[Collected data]

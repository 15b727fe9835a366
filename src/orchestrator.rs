//! Top-level driver for a deployment run.
//!
//! Validates the configuration, runs the pre-flight checks, executes the
//! plan, and turns the outcome into a [`DeploymentReport`]. Validation and
//! pre-flight failures are returned as errors before the host is touched;
//! phase failures are carried inside the report so the phase table can
//! still be shown.

use chrono::{DateTime, Utc};
use serde::Serialize;
use std::path::PathBuf;
use tracing::{debug, error, info, warn};
use uuid::Uuid;

use crate::config::{ConfigHasher, ConfigValidator, DeployConfig, HostLayout};
use crate::error::{DeployError, Result};
use crate::host::Host;
use crate::phases::PhaseContext;
use crate::planner::{DeploymentPlan, ExecutionResult, PhaseOutcome, PlanExecutor, RollbackStep};
use crate::preflight::{Preflight, PreflightReport};
use crate::probe::HealthProbe;

/// Outcome of `validate`: configuration warnings plus the pre-flight observations.
#[derive(Debug, Serialize)]
pub struct ValidationReport {
    /// Non-fatal configuration findings.
    pub warnings: Vec<String>,
    /// What the pre-flight checks observed.
    pub preflight: PreflightReport,
}

/// Summary of a finished run.
#[derive(Debug, Serialize)]
pub struct DeploymentReport {
    /// Run identifier.
    pub run_id: Uuid,
    /// Configuration fingerprint.
    pub config_hash: String,
    /// Host the run executed on.
    pub hostname: String,
    /// Start time.
    pub started_at: DateTime<Utc>,
    /// End time.
    pub finished_at: DateTime<Utc>,
    /// Per-phase outcomes, in order.
    pub phases: Vec<PhaseOutcome>,
    /// Compensations replayed after a failure.
    pub rollback: Vec<RollbackStep>,
    /// Accounts created by this run.
    pub accounts_created: Vec<String>,
    /// Files written by this run.
    pub files_written: Vec<PathBuf>,
    /// Units managed by the deployment.
    pub services: Vec<String>,
    /// Public URL of the application.
    pub url: String,
    /// Configuration warnings.
    pub warnings: Vec<String>,
    /// Failure message, if the run failed.
    #[serde(skip_serializing_if = "Option::is_none")]
    pub error: Option<String>,
    /// The failure itself.
    #[serde(skip)]
    pub failure: Option<DeployError>,
}

impl DeploymentReport {
    /// Returns true if every phase succeeded.
    #[must_use]
    pub const fn success(&self) -> bool {
        self.failure.is_none()
    }

    /// Process exit code for this run.
    #[must_use]
    pub fn exit_code(&self) -> u8 {
        self.failure.as_ref().map_or(0, DeployError::exit_code)
    }
}

/// Drives validation, pre-flight and plan execution against one host.
pub struct Orchestrator<'a> {
    config: &'a DeployConfig,
    layout: HostLayout,
    host: &'a dyn Host,
    probe: &'a dyn HealthProbe,
    hasher: ConfigHasher,
    validator: ConfigValidator,
}

impl<'a> Orchestrator<'a> {
    /// Creates an orchestrator for `config`.
    #[must_use]
    pub fn new(config: &'a DeployConfig, host: &'a dyn Host, probe: &'a dyn HealthProbe) -> Self {
        Self {
            config,
            layout: HostLayout::from_config(config),
            host,
            probe,
            hasher: ConfigHasher::new(),
            validator: ConfigValidator::new(),
        }
    }

    /// Derived host paths.
    #[must_use]
    pub const fn layout(&self) -> &HostLayout {
        &self.layout
    }

    /// Configuration fingerprint.
    #[must_use]
    pub fn config_hash(&self) -> String {
        self.hasher.hash_config(self.config)
    }

    /// The full ten-phase plan.
    #[must_use]
    pub fn plan(&self) -> DeploymentPlan {
        DeploymentPlan::new(&self.config_hash())
    }

    /// Validates the configuration only.
    ///
    /// # Errors
    ///
    /// Returns the first configuration error.
    pub fn check_config(&self) -> Result<Vec<String>> {
        let result = self.validator.validate(self.config)?;
        for warning in &result.warnings {
            warn!("{warning}");
        }
        Ok(result.warnings)
    }

    /// Validates the configuration and runs the pre-flight checks.
    ///
    /// # Errors
    ///
    /// Returns the first configuration or pre-flight error.
    pub async fn validate(&self) -> Result<ValidationReport> {
        let warnings = self.check_config()?;
        let preflight = Preflight::new(self.config, &self.layout, self.host).run().await?;
        Ok(ValidationReport { warnings, preflight })
    }

    /// Runs the full deployment.
    ///
    /// # Errors
    ///
    /// Returns validation and pre-flight errors. Phase failures are reported
    /// in [`DeploymentReport::failure`].
    pub async fn deploy(&self) -> Result<DeploymentReport> {
        let started_at = Utc::now();
        let validation = self.validate().await?;
        let plan = self.plan();
        info!(
            "Deploying {} to {} (config {}, run {})",
            self.layout.app_name,
            self.config.domain,
            self.hasher.short_hash(&plan.config_hash),
            plan.short_run_id()
        );

        let result = self.executor().execute(&plan).await;
        Ok(self.report(&plan, result, validation.warnings, started_at).await)
    }

    /// Runs only the health check.
    ///
    /// # Errors
    ///
    /// Returns configuration errors.
    pub async fn health(&self) -> Result<DeploymentReport> {
        let started_at = Utc::now();
        let warnings = self.check_config()?;
        let plan = DeploymentPlan::health_only(&self.config_hash());

        let result = self.executor().execute(&plan).await;
        Ok(self.report(&plan, result, warnings, started_at).await)
    }

    fn executor(&self) -> PlanExecutor<'_> {
        PlanExecutor::new(PhaseContext {
            config: self.config,
            layout: &self.layout,
            host: self.host,
            probe: self.probe,
            hasher: &self.hasher,
        })
    }

    async fn report(
        &self,
        plan: &DeploymentPlan,
        result: ExecutionResult,
        warnings: Vec<String>,
        started_at: DateTime<Utc>,
    ) -> DeploymentReport {
        let url = self.public_url().await;
        let ExecutionResult {
            outcomes,
            failure,
            rollback,
            state,
        } = result;

        match &failure {
            Some(e) => error!("Deployment failed: {e}"),
            None => info!(outcome = "success", "Deployment complete: {url}"),
        }

        DeploymentReport {
            run_id: plan.run_id,
            config_hash: plan.config_hash.clone(),
            hostname: hostname(),
            started_at,
            finished_at: Utc::now(),
            phases: outcomes,
            rollback,
            accounts_created: state.accounts_created,
            files_written: state.files_written,
            services: state.services,
            url,
            warnings,
            error: failure.as_ref().map(ToString::to_string),
            failure,
        }
    }

    /// `https://` once the certificate the vhost uses is in place.
    async fn public_url(&self) -> String {
        let (cert, _) = self.layout.tls_material(self.config.has_supplied_tls());
        let tls = match self.host.path_exists(&cert).await {
            Ok(exists) => exists,
            Err(e) => {
                debug!("Cannot check {}: {e}", cert.display());
                false
            }
        };
        let scheme = if tls { "https" } else { "http" };
        format!("{scheme}://{}/", self.config.domain)
    }
}

fn hostname() -> String {
    hostname::get().map_or_else(
        |_| String::from("localhost"),
        |name| name.to_string_lossy().into_owned(),
    )
}

impl std::fmt::Display for DeploymentReport {
    fn fmt(&self, f: &mut std::fmt::Formatter<'_>) -> std::fmt::Result {
        let status = if self.success() { "succeeded" } else { "failed" };
        writeln!(f, "Deployment {status} on {} (run {})", self.hostname, self.run_id)?;
        writeln!(f, "  URL: {}", self.url)?;

        if !self.accounts_created.is_empty() {
            writeln!(f, "  Accounts created: {}", self.accounts_created.join(", "))?;
        }
        if !self.files_written.is_empty() {
            writeln!(f, "  Files written:")?;
            for path in &self.files_written {
                writeln!(f, "    - {}", path.display())?;
            }
        }
        if !self.services.is_empty() {
            writeln!(f, "  Services: {}", self.services.join(", "))?;
        }
        if let Some(error) = &self.error {
            writeln!(f, "  Error: {error}")?;
        }

        Ok(())
    }
}

#[cfg(test)]
mod tests {
    use super::*;
    use crate::error::{ConfigError, PrivilegeError};
    use crate::host::fake::FakeHost;
    use crate::phases::testing::config;
    use crate::planner::PhaseStatus;
    use crate::probe::{EndpointCheck, MockHealthProbe};

    fn healthy_probe() -> MockHealthProbe {
        let mut probe = MockHealthProbe::new();
        probe.expect_check().returning(|url| EndpointCheck {
            url: url.to_string(),
            healthy: true,
            status_code: Some(200),
            response_time_ms: Some(2),
            error: None,
        });
        probe
    }

    #[tokio::test]
    async fn test_example_scenario() {
        let config = config();
        let host = FakeHost::with_sources();
        let probe = healthy_probe();

        let report = Orchestrator::new(&config, &host, &probe).deploy().await.unwrap();
        assert!(report.success(), "{:?}", report.error);
        assert_eq!(report.exit_code(), 0);
        assert_eq!(report.url, "https://app.example.com/");
        assert_eq!(report.accounts_created, vec![String::from("webapp")]);
        assert!(report.services.contains(&String::from("webapp.service")));
        assert!(report.rollback.is_empty());

        let state = host.lock().clone();
        assert!(state.roles.contains_key("bar"));
        assert_eq!(state.databases.get("foo").map(String::as_str), Some("bar"));
        let backend: Vec<_> = state.listeners.iter().filter(|l| l.port == 8080).collect();
        assert_eq!(backend.len(), 1);
        assert_eq!(backend[0].address, "127.0.0.1");
        assert!(state.services.get("webapp.service").is_some_and(|s| s.active && s.enabled));
        assert!(
            state
                .files
                .contains_key(std::path::Path::new("/etc/letsencrypt/live/app.example.com/fullchain.pem"))
        );
    }

    #[tokio::test]
    async fn test_second_run_changes_nothing() {
        let config = config();
        let host = FakeHost::with_sources();
        let probe = healthy_probe();
        let orchestrator = Orchestrator::new(&config, &host, &probe);

        orchestrator.deploy().await.unwrap();
        host.clear_mutations();
        let report = orchestrator.deploy().await.unwrap();

        assert!(report.success());
        assert!(report.files_written.is_empty());
        assert!(report.accounts_created.is_empty());
        let updated: Vec<_> = report
            .phases
            .iter()
            .filter(|p| p.status != PhaseStatus::Skipped)
            .map(|p| p.kind.to_string())
            .collect();
        assert_eq!(updated, vec![String::from("database")]);
        assert_eq!(host.mutations(), vec![String::from("alter role bar password")]);
    }

    #[tokio::test]
    async fn test_invalid_config_touches_nothing() {
        let mut config = config();
        config.tls.cert_path = Some(PathBuf::from("/root/cert.pem"));
        let host = FakeHost::with_sources();
        let probe = MockHealthProbe::new();

        let err = Orchestrator::new(&config, &host, &probe).deploy().await.unwrap_err();
        assert!(matches!(err, DeployError::Config(ConfigError::TlsPairIncomplete)));
        assert!(host.mutations().is_empty());
    }

    #[tokio::test]
    async fn test_unprivileged_run_touches_nothing() {
        let config = config();
        let host = FakeHost::with_sources();
        host.lock().uid = 1000;
        let probe = MockHealthProbe::new();

        let err = Orchestrator::new(&config, &host, &probe).deploy().await.unwrap_err();
        assert!(matches!(err, DeployError::Privilege(PrivilegeError::NotRoot { .. })));
        assert_eq!(err.exit_code(), 1);
        assert!(host.mutations().is_empty());
    }

    #[tokio::test]
    async fn test_phase_failure_is_reported() {
        let config = config();
        let host = FakeHost::with_sources();
        host.fail_on("build backend");
        let probe = MockHealthProbe::new();

        let report = Orchestrator::new(&config, &host, &probe).deploy().await.unwrap();
        assert!(!report.success());
        assert_eq!(report.exit_code(), 1);
        assert!(report.error.as_deref().is_some_and(|e| e.contains("Phase 'build' failed")));
        assert_eq!(report.url, "http://app.example.com/");
    }

    #[tokio::test]
    async fn test_health_only_touches_nothing() {
        let config = config();
        let host = FakeHost::with_sources();
        let probe = healthy_probe();

        let report = Orchestrator::new(&config, &host, &probe).health().await.unwrap();
        assert!(report.success());
        assert_eq!(report.phases.len(), 1);
        assert!(host.mutations().is_empty());
    }
}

_What you will do_
Output all lines from the beginning of the data up to the line holding "host is touched;", that line included, exactly as written.

_Answer below_
repository 15b727fe9835a366
filename src/orchestrator.rs
//! Top-level driver for a deployment run.
//!
//! Validates the configuration, runs the pre-flight checks, executes the
//! plan, and turns the outcome into a [`DeploymentReport`]. Validation and
//! pre-flight failures are returned as errors before the host is touched;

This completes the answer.